After a lot of back and forth with critique partners, I ended up writing a non-standard query letter. It got better feedback by far from betas/CPs than any other letter I've tried.
However, I won a free query critique on social media, and the query expert who I subbed it to was adamant that it was unacceptable.
I trust both groups but they can't both be right?
Dear Query Shark,
Remy is a waitress, scraping by in the waking world. Ro is her dream-self, fighting monsters in the dreamworld.
Remy has depression and a catalogue of failure. Ro has magic guns and kickass friends.
Remy is planning to commit suicide. Ro is pretty sold on staying alive.
If Remy dies, Ro is fucked.
Because this is how it works: dream-selves don't survive the death of their dreamers. If Ro wants to live, she must breach the divide between worlds (no problem) to save someone who doesn't want saving (little harder), while not breaking reality in the process (no promises).
ANCHOR (TO YOUR OTHER SELF) tells the story of two different women in two different worlds, who share one life between them. This standalone novel of speculative fiction (93,000 words) may appeal to fans of Michael Marshall Smith, or anyone with a bleak sense of humor.
Thanks for your time and attention.
Delicious Chum Jr.
What exactly makes this non-standard? Did the so called expert have anything specific to offer?
And anyone who says this is unacceptable is an idiot. You can quote me.
This query is terrific.
It sets up stakes. It's crisp. The writing is clean.
The only thing I'd worry about here is that the stakes aren't high enough: the only thing bad that can happen is the protagonist might die. Usually heroic stakes involve the fate of another person as well. You die for a cause, for a person, for something larger than yourself.

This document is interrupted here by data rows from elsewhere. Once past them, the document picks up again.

impl TagService {
    pub async fn list_tags(db: &DatabaseConnection) -> Result<Vec<TagResponse>, ServiceError> {
        let tags = tag::Entity::find()
            .order_by_asc(tag::Column::Name)
            .all(db)
            .await
            .map_err(|_| (StatusCode::INTERNAL_SERVER_ERROR, "DB_ERR", "Failed to fetch tags".to_string()))?;

        Ok(tags.into_iter().map(TagResponse::from).collect())
    }

    /// Tag terpopuler berdasarkan cache `use_count`.
    pub async fn popular_tags(db: &DatabaseConnection, limit: Option<u64>) -> Result<Vec<TagResponse>, ServiceError> {
        let limit = limit.unwrap_or(DEFAULT_POPULAR_LIMIT).clamp(1, MAX_POPULAR_LIMIT);

        let tags = tag::Entity::find()
            .order_by_desc(tag::Column::UseCount)
            .order_by_asc(tag::Column::Name)
            .limit(limit)
            .all(db)
            .await
            .map_err(|_| (StatusCode::INTERNAL_SERVER_ERROR, "DB_ERR", "Failed to fetch tags".to_string()))?;

        Ok(tags.into_iter().map(TagResponse::from).collect())
    }

    pub async fn create_tag(db: &DatabaseConnection, name: String) -> Result<TagResponse, ServiceError> {
        let name = name.trim().to_string();
        let base = slugify(&name);
        if base.is_empty() {
            return Err((StatusCode::UNPROCESSABLE_ENTITY, "TAG_INVALID_NAME", "Tag name has no usable characters".to_string()));
        }

        if let Some(existing) = Self::find_by_name(db, &name, None).await? {
            return Err((StatusCode::CONFLICT, "TAG_EXISTS", format!("Tag '{}' already exists", existing.name)));
        }

        let slug = Self::ensure_unique_slug(db, &base, None).await?;
        let now = Utc::now();

        let saved = tag::ActiveModel {
            id: NotSet,
            name: Set(name),
            slug: Set(slug),
            use_count: Set(0),
            created_at: Set(now),
            updated_at: Set(now),
        }
        .insert(db)
        .await
        .map_err(|e| (StatusCode::INTERNAL_SERVER_ERROR, "DB_WRITE_ERR", format!("Failed to create tag: {}", e)))?;

        tracing::info!("Tag created: {} ({})", saved.name, saved.slug);
        Ok(saved.into())
    }

    pub async fn rename_tag(db: &DatabaseConnection, id: i64, name: String) -> Result<TagResponse, ServiceError> {
        let existing = Self::find_tag(db, id).await?;
        let name = name.trim().to_string();
        let base = slugify(&name);
        if base.is_empty() {
            return Err((StatusCode::UNPROCESSABLE_ENTITY, "TAG_INVALID_NAME", "Tag name has no usable characters".to_string()));
        }
        if let Some(other) = Self::find_by_name(db, &name, Some(existing.id)).await? {
            return Err((StatusCode::CONFLICT, "TAG_EXISTS", format!("Tag '{}' already exists", other.name)));
        }

        let slug = if base == existing.slug {
            base
        } else {
            Self::ensure_unique_slug(db, &base, Some(existing.id)).await?
        };

        let mut active: tag::ActiveModel = existing.into();
        active.name = Set(name);
        active.slug = Set(slug);
        active.updated_at = Set(Utc::now());

        let updated = active
            .update(db)
            .await
            .map_err(|e| (StatusCode::INTERNAL_SERVER_ERROR, "DB_WRITE_ERR", format!("Failed to update tag: {}", e)))?;

        Ok(updated.into())
    }

    /// Hapus tag; baris pivot ikut terhapus lewat ON DELETE CASCADE.
    pub async fn delete_tag(db: &DatabaseConnection, id: i64) -> Result<(), ServiceError> {
        let existing = Self::find_tag(db, id).await?;

        tag::Entity::delete_by_id(existing.id)
            .exec(db)
            .await
            .map_err(|_| (StatusCode::INTERNAL_SERVER_ERROR, "DB_WRITE_ERR", "Failed to delete tag".to_string()))?;

        tracing::info!("Tag deleted: {}", existing.slug);
        Ok(())
    }

    /// Ambil tag berdasarkan nama, buat yang belum ada.
    ///
    /// Urutan pencocokan sama dengan halaman admin: nama (tanpa beda huruf besar/kecil),
    /// lalu slug. Tag baru memakai slug unik dengan sufiks seperti `create_tag`.
    pub async fn find_or_create_by_names<C>(db: &C, names: &[String]) -> Result<Vec<tag::Model>, ServiceError>
    where
        C: ConnectionTrait,
    {
        let mut seen_names = HashSet::new();
        let mut seen_ids = HashSet::new();
        let mut tags = Vec::new();

        for raw in names {
            let name = raw.trim();
            let slug = slugify(name);
            if slug.is_empty() || !seen_names.insert(name.to_lowercase()) {
                continue;
            }

            let found = match Self::find_by_name(db, name, None).await? {
                Some(t) => t,
                None => match Self::find_by_slug(db, &slug).await? {
                    Some(t) => t,
                    None => {
                        let now = Utc::now();
                        tag::ActiveModel {
                            id: NotSet,
                            name: Set(name.to_string()),
                            slug: Set(Self::ensure_unique_slug(db, &slug, None).await?),
                            use_count: Set(0),
                            created_at: Set(now),
                            updated_at: Set(now),
                        }
                        .insert(db)
                        .await
                        .map_err(|e| (StatusCode::INTERNAL_SERVER_ERROR, "DB_WRITE_ERR", format!("Failed to create tag: {}", e)))?
                    }
                },
            };

            if seen_ids.insert(found.id) {
                tags.push(found);
            }
        }

        Ok(tags)
    }

    /// Hitung ulang `use_count` untuk tag tertentu dari tabel pivot.
    pub async fn refresh_use_counts<C>(db: &C, tag_ids: &[i64]) -> Result<(), ServiceError>
    where
        C: ConnectionTrait,
    {
        for &tag_id in tag_ids {
            let count = article_tag::Entity::find()
                .filter(article_tag::Column::TagId.eq(tag_id))
                .count(db)
                .await
                .map_err(|_| (StatusCode::INTERNAL_SERVER_ERROR, "DB_ERR", "Count failed".to_string()))?;

            tag::Entity::update_many()
                .col_expr(tag::Column::UseCount, Expr::value(count as i32))
                .filter(tag::Column::Id.eq(tag_id))
                .exec(db)
                .await
                .map_err(|_| (StatusCode::INTERNAL_SERVER_ERROR, "DB_WRITE_ERR", "Failed to update tag usage".to_string()))?;
        }
        Ok(())
    }

    /// Rekonsiliasi seluruh cache `use_count`. Mengembalikan jumlah tag yang dikoreksi.
    pub async fn recount_all(db: &DatabaseConnection) -> Result<u64, ServiceError> {
        let counts: HashMap<i64, i64> = article_tag::Entity::find()
            .select_only()
            .column(article_tag::Column::TagId)
            .column_as(Expr::col(article_tag::Column::Id).count(), "usage")
            .group_by(article_tag::Column::TagId)
            .into_tuple::<(i64, i64)>()
            .all(db)
            .await
            .map_err(|_| (StatusCode::INTERNAL_SERVER_ERROR, "DB_ERR", "Count failed".to_string()))?
            .into_iter()
            .collect();

        let tags = tag::Entity::find()
            .all(db)
            .await
            .map_err(|_| (StatusCode::INTERNAL_SERVER_ERROR, "DB_ERR", "Failed to fetch tags".to_string()))?;

        let mut corrected = 0;
        for t in tags {
            let actual = counts.get(&t.id).copied().unwrap_or(0) as i32;
            if t.use_count == actual {
                continue;
            }
            let mut active: tag::ActiveModel = t.into();
            active.use_count = Set(actual);
            active
                .update(db)
                .await
                .map_err(|_| (StatusCode::INTERNAL_SERVER_ERROR, "DB_WRITE_ERR", "Failed to update tag usage".to_string()))?;
            corrected += 1;
        }

        if corrected > 0 {
            tracing::warn!("Corrected use_count drift on {} tag(s)", corrected);
        }
        Ok(corrected)
    }

    async fn find_tag(db: &DatabaseConnection, id: i64) -> Result<tag::Model, ServiceError> {
        tag::Entity::find_by_id(id)
            .one(db)
            .await
            .map_err(|_| (StatusCode::INTERNAL_SERVER_ERROR, "DB_ERR", "Database error".to_string()))?
            .ok_or((StatusCode::NOT_FOUND, "TAG_NOT_FOUND", "Tag not found".to_string()))
    }

    async fn find_by_name<C>(db: &C, name: &str, except_id: Option<i64>) -> Result<Option<tag::Model>, ServiceError>
    where
        C: ConnectionTrait,
    {
        let mut query = tag::Entity::find()
            .filter(Expr::expr(Func::lower(Expr::col(tag::Column::Name))).eq(name.to_lowercase()));
        if let Some(id) = except_id {
            query = query.filter(tag::Column::Id.ne(id));
        }
        query
            .one(db)
            .await
            .map_err(|_| (StatusCode::INTERNAL_SERVER_ERROR, "DB_ERR", "Tag lookup failed".to_string()))
    }

    async fn find_by_slug<C>(db: &C, slug: &str) -> Result<Option<tag::Model>, ServiceError>
    where
        C: ConnectionTrait,
    {
        tag::Entity::find()
            .filter(tag::Column::Slug.eq(slug))
            .one(db)
            .await
            .map_err(|_| (StatusCode::INTERNAL_SERVER_ERROR, "DB_ERR", "Tag lookup failed".to_string()))
    }

    async fn ensure_unique_slug<C>(db: &C, base_slug: &str, except_id: Option<i64>) -> Result<String, ServiceError>
    where
        C: ConnectionTrait,
    {
        let mut new_slug = base_slug.to_string();
        let mut count = 1;

        loop {
            let mut query = tag::Entity::find().filter(tag::Column::Slug.eq(&new_slug));
            if let Some(id) = except_id {
                query = query.filter(tag::Column::Id.ne(id));
            }
            let taken = query
                .one(db)
                .await
                .map_err(|_| (StatusCode::INTERNAL_SERVER_ERROR, "DB_ERR", "Slug check failed".to_string()))?
                .is_some();
            if !taken {
                return Ok(new_slug);
            }
            new_slug = format!("{}-{}", base_slug, count);
            count += 1;
        }
    }
}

But that's a problem with the novel, not the query.
Which brings me to self-described query letter experts. There aren't any. Not even the Shark. The closest you can get are agents who actually read and evaluate queries and we can disagree with each other about some pretty weird things. Other people, like editors, can be trusted, IF they actually did acquisitions in a previous career iteration. To be avoided are those folks who've never actually used queries to find work they sold, or bought.
An effective query is the one that gets your pages read, and hopefully generates a request for your manuscript. That's the ONLY measure of an effective query. "Bad" queries can work. "Good" queries can fail.
The purpose of QueryShark is to get a second set of eyes on your query; eyeballs that actually dive into incoming queries on a regular basis and can see some things you don't.
I like this query a lot. If I took on projects in this category, I'd read the pages.